Let me state this in another way.
How does one inculcate in white (and black) students, in the best way possible, this simple idea: Stellenbosch University is on the African continent and not a département of an imaginary European country?
The intention behind this question is my desire for students to take in and work through the colonial and racist history and knowledge that constituted them as individuals, the groups with which they identify and these places called “Stellenbosch” and “South Africa”. The hope is that as critical awareness about how they come to be who they are as well as how Stellenbosch and South Africa come to be what they are today they also unlearn a few foetid and bigoted ideas they may have inherited with their schooling. In particular, I hope that they may come to unlearn the supremacist complexes of being European deposited in them; they may dump the notion of white as the standard human; they may start to see that what Africa needs are not saviours or aid but fair rules and nonexploitative relations with the rich parts of the world; and they may unlearn that the idea of Africans as less than human is directly linked to the persistence of coloniality and racism.
For three years now, as I have taught classes on African psychology I have, at moments, felt like a decolonial trickster, trying to overcome the lessons of the colonial fathers and mothers of my discipline at this university, whose spirits still haunt our racialised identities and what we teach and publish in my discipline.
Why teach African psychology? Why teach it here? And how can a professor who teaches African psychology not just overcome the ingrained whiteness psychology here, where the white fathers (and to a lesser extent white mothers) of the discipline) were so prejudiced against Africans?
What I teach in my African psychology class begins with radical questioning. This is the kind of questioning that is integrated into a definition of African psychology that diverges from how scholars like Augustine Nwoye and Seth Oppong, who recently passed away, define African psychology. This is questioning of white, Western-centric psychology as well as question of African psychology as only focused on Africans or Africa.
Consider what Nwoye has said. African psychology is, he said, ‘the systematic and informed study of the complexities of human mental life, culture and experience in the pre- and post-colonial African world’ (Nwoye 2014, p. 57). In my view this is limited. African psychology cannot be restricted to Africa.

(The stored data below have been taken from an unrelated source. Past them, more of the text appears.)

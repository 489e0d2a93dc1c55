//! FFmpeg-backed capture provider
//!
//! Describes the platform grab device as stream tracks and checks access by
//! grabbing a single frame before handing the stream out.

use std::process::Stdio;
use std::time::Duration;
use tokio::process::Command;
use tracing::{info, warn};

use super::provider::{CaptureError, CaptureProvider, CaptureSource};
use super::stream::{CaptureConstraints, CaptureStream, Track, TrackKind};

pub struct FfmpegCaptureProvider {
    binary: String,
    source: CaptureSource,
    video_input: Option<String>,
    audio_input: Option<String>,
    probe_timeout: Duration,
}

impl FfmpegCaptureProvider {
    pub fn new(binary: impl Into<String>, source: CaptureSource) -> Self {
        Self {
            binary: binary.into(),
            source,
            video_input: None,
            audio_input: None,
            probe_timeout: Duration::from_secs(10),
        }
    }

    pub fn with_video_input(mut self, input: Option<String>) -> Self {
        self.video_input = input;
        self
    }

    pub fn with_audio_input(mut self, input: Option<String>) -> Self {
        self.audio_input = input;
        self
    }

    pub fn with_probe_timeout(mut self, timeout: Duration) -> Self {
        self.probe_timeout = timeout;
        self
    }

    /// Build the track list for the configured source
    pub fn tracks(
        &self,
        constraints: CaptureConstraints,
        audio: bool,
    ) -> Result<Vec<Track>, CaptureError> {
        let mut tracks = vec![self.video_track(constraints)?];

        if audio {
            match self.audio_track() {
                Some(track) => tracks.push(track),
                None => warn!("No audio input available, recording video only"),
            }
        }

        Ok(tracks)
    }

    fn video_track(&self, c: CaptureConstraints) -> Result<Track, CaptureError> {
        let size = format!("{}x{}", c.width, c.height);
        let rate = c.frame_rate.to_string();

        let (format, input, input_options) = match self.source {
            CaptureSource::TestPattern => (
                "lavfi".to_string(),
                format!("testsrc2=size={}:rate={}", size, rate),
                vec!["-re".to_string()],
            ),
            CaptureSource::Screen => platform_video_input(&self.video_input, &size, &rate)?,
        };

        Ok(Track {
            kind: TrackKind::Video,
            format,
            input,
            input_options,
        })
    }

    fn audio_track(&self) -> Option<Track> {
        let (format, input, input_options) = match self.source {
            CaptureSource::TestPattern => (
                "lavfi".to_string(),
                "sine=frequency=440:sample_rate=48000".to_string(),
                vec!["-re".to_string()],
            ),
            CaptureSource::Screen => platform_audio_input(&self.audio_input)?,
        };

        Some(Track {
            kind: TrackKind::Audio,
            format,
            input,
            input_options,
        })
    }

    /// Grab one video frame to confirm the device opens
    async fn probe(&self, track: &Track) -> Result<(), CaptureError> {
        let mut cmd = Command::new(&self.binary);
        cmd.args(["-hide_banner", "-loglevel", "error", "-f", track.format.as_str()])
            .args(&track.input_options)
            .args(["-i", track.input.as_str(), "-frames:v", "1", "-f", "null", "-"])
            .stdin(Stdio::null())
            .stdout(Stdio::null())
            .stderr(Stdio::piped())
            .kill_on_drop(true);

        let child = cmd.spawn().map_err(|e| {
            CaptureError::NotSupported(format!("Failed to start {}: {}", self.binary, e))
        })?;

        let output = tokio::time::timeout(self.probe_timeout, child.wait_with_output())
            .await
            .map_err(|_| CaptureError::Device("Timed out waiting for capture access".to_string()))?
            .map_err(|e| CaptureError::Device(e.to_string()))?;

        if output.status.success() {
            return Ok(());
        }

        Err(classify_failure(&String::from_utf8_lossy(&output.stderr)))
    }
}

#[async_trait::async_trait]
impl CaptureProvider for FfmpegCaptureProvider {
    async fn acquire(
        &self,
        constraints: CaptureConstraints,
        audio: bool,
    ) -> Result<CaptureStream, CaptureError> {
        if constraints.width == 0 || constraints.height == 0 || constraints.frame_rate == 0 {
            return Err(CaptureError::NotSupported(format!(
                "Unsupported capture constraints {}x{}@{}",
                constraints.width, constraints.height, constraints.frame_rate
            )));
        }

        let tracks = self.tracks(constraints, audio)?;
        self.probe(&tracks[0]).await?;

        info!(
            "Capture access granted: {}x{} @ {}fps ({} tracks)",
            constraints.width,
            constraints.height,
            constraints.frame_rate,
            tracks.len()
        );

        Ok(CaptureStream::new(constraints, tracks))
    }

    fn name(&self) -> &str {
        match self.source {
            CaptureSource::Screen => "ffmpeg-screen",
            CaptureSource::TestPattern => "ffmpeg-test-pattern",
        }
    }
}

/// Map ffmpeg's stderr from a failed grab onto the capture error taxonomy
pub fn classify_failure(stderr: &str) -> CaptureError {
    let message = stderr
        .lines()
        .rev()
        .find(|l| !l.trim().is_empty())
        .unwrap_or("Capture device failed")
        .trim()
        .to_string();
    let lower = stderr.to_lowercase();

    if lower.contains("permission denied")
        || lower.contains("not permitted")
        || lower.contains("not authorized")
    {
        CaptureError::AccessDenied(message)
    } else if lower.contains("unknown input format") || lower.contains("no such filter") {
        CaptureError::NotSupported(message)
    } else {
        CaptureError::Device(message)
    }
}

/// Demuxer, input and options for the platform screen grabber
pub fn platform_video_input(
    configured: &Option<String>,
    size: &str,
    rate: &str,
) -> Result<(String, String, Vec<String>), CaptureError> {
    if cfg!(target_os = "macos") {
        let input = configured.clone().unwrap_or_else(|| "1".to_string());
        Ok((
            "avfoundation".to_string(),
            input,
            vec!["-framerate".into(), rate.into(), "-capture_cursor".into(), "1".into()],
        ))
    } else if cfg!(target_os = "windows") {
        let input = configured.clone().unwrap_or_else(|| "desktop".to_string());
        Ok(("gdigrab".to_string(), input, vec!["-framerate".into(), rate.into()]))
    } else {
        let input = match configured {
            Some(input) => input.clone(),
            None => {
                let display = std::env::var("DISPLAY").map_err(|_| {
                    CaptureError::Device("No X display available (DISPLAY is not set)".to_string())
                })?;
                format!("{}+0,0", display)
            }
        };
        Ok((
            "x11grab".to_string(),
            input,
            vec!["-video_size".into(), size.into(), "-framerate".into(), rate.into()],
        ))
    }
}

fn platform_audio_input(configured: &Option<String>) -> Option<(String, String, Vec<String>)> {
    if cfg!(target_os = "macos") {
        let input = configured.clone().unwrap_or_else(|| ":0".to_string());
        Some(("avfoundation".to_string(), input, Vec::new()))
    } else if cfg!(target_os = "windows") {
        // dshow needs an explicit device name
        configured
            .clone()
            .map(|input| ("dshow".to_string(), input, Vec::new()))
    } else {
        let input = configured.clone().unwrap_or_else(|| "default".to_string());
        Some(("pulse".to_string(), input, Vec::new()))
    }
}

#[cfg(test)]
mod tests {
    use super::*;

    const HD: CaptureConstraints = CaptureConstraints { width: 1280, height: 720, frame_rate: 30 };

    #[test]
    fn test_pattern_tracks_follow_constraints() {
        let provider = FfmpegCaptureProvider::new("ffmpeg", CaptureSource::TestPattern);
        let tracks = provider.tracks(HD, true).unwrap();

        assert_eq!(tracks.len(), 2);
        assert_eq!(tracks[0].kind, TrackKind::Video);
        assert_eq!(tracks[0].format, "lavfi");
        assert_eq!(tracks[0].input, "testsrc2=size=1280x720:rate=30");
        assert_eq!(tracks[1].kind, TrackKind::Audio);
    }

    #[test]
    fn audio_track_is_omitted_when_not_requested() {
        let provider = FfmpegCaptureProvider::new("ffmpeg", CaptureSource::TestPattern);
        let tracks = provider.tracks(HD, false).unwrap();

        assert_eq!(tracks.len(), 1);
    }

    #[test]
    fn configured_video_input_overrides_default() {
        let provider = FfmpegCaptureProvider::new("ffmpeg", CaptureSource::Screen)
            .with_video_input(Some("screen-7".to_string()));
        let tracks = provider.tracks(HD, false).unwrap();

        assert_eq!(tracks[0].input, "screen-7");
    }

    #[test]
    fn classifies_ffmpeg_failures() {
        assert!(matches!(
            classify_failure("[x11grab] Cannot open display :9, error 1.\n:9+0,0: Permission denied\n"),
            CaptureError::AccessDenied(_)
        ));
        assert_eq!(
            classify_failure("Unknown input format: 'x11grab'\n"),
            CaptureError::NotSupported("Unknown input format: 'x11grab'".to_string())
        );
        assert_eq!(
            classify_failure("Input/output error\n\n"),
            CaptureError::Device("Input/output error".to_string())
        );
        assert_eq!(
            classify_failure(""),
            CaptureError::Device("Capture device failed".to_string())
        );
    }

    #[tokio::test]
    async fn zero_sized_constraints_are_rejected() {
        let provider = FfmpegCaptureProvider::new("ffmpeg", CaptureSource::TestPattern);
        let err = provider
            .acquire(CaptureConstraints { width: 0, height: 720, frame_rate: 30 }, false)
            .await
            .unwrap_err();

        assert!(matches!(err, CaptureError::NotSupported(_)));
    }
}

Oppong uses this term pan-African psychology but says it can be used interchangeably with African psychology and Indigenous Psychology in Africa. All the same, he said that pan-African psychology is ‘a branch of psychology where the population of interest is persons of African origin, and/or where the target population resides either on the continent of Africa or in the Diaspora’ (Oppong 2016, p. 10). I have dealt with elsewhere, a piece I titled Frequently asked questions about African psychology, but it bears repeating. African psychology is not a psychology that studies Africans. This is a counter-intuitive, fruitful, and indeed very decolonial line of thought to which I am pointing.
In contrast to the ways scholars like Nwoye and Oppong, both of whom are proponents of African-centred psychology, there is a third way which we can see Africa psychology. I find this to be more productive – for all kinds of reasons.
Simply stated, African psychology is, at the most basic, an orientation to the world and self.
It looks at not only African people and their cognitive, emotional and behavioural lives. African psychology studies people’s lives, people of the world, from a place in Africa.
I have written about what I call the four orientations within African psychology. This framework has been taken up by other scholars in generative and not so helpful ways. All the same, what I want to emphasise here though is that this framework is not an end in itself but rather a heuristic of thinking about how to imagine and do African psychology. The number of orientations do not really matter as much as their plurality idea. One implication of that is that, if there is more than one way to approach psychological issues and the world, if you were to change your orientation, you see different things; if you change what you pay attention to, you are likely to change; if you shift your perspective, different interpretations become possible.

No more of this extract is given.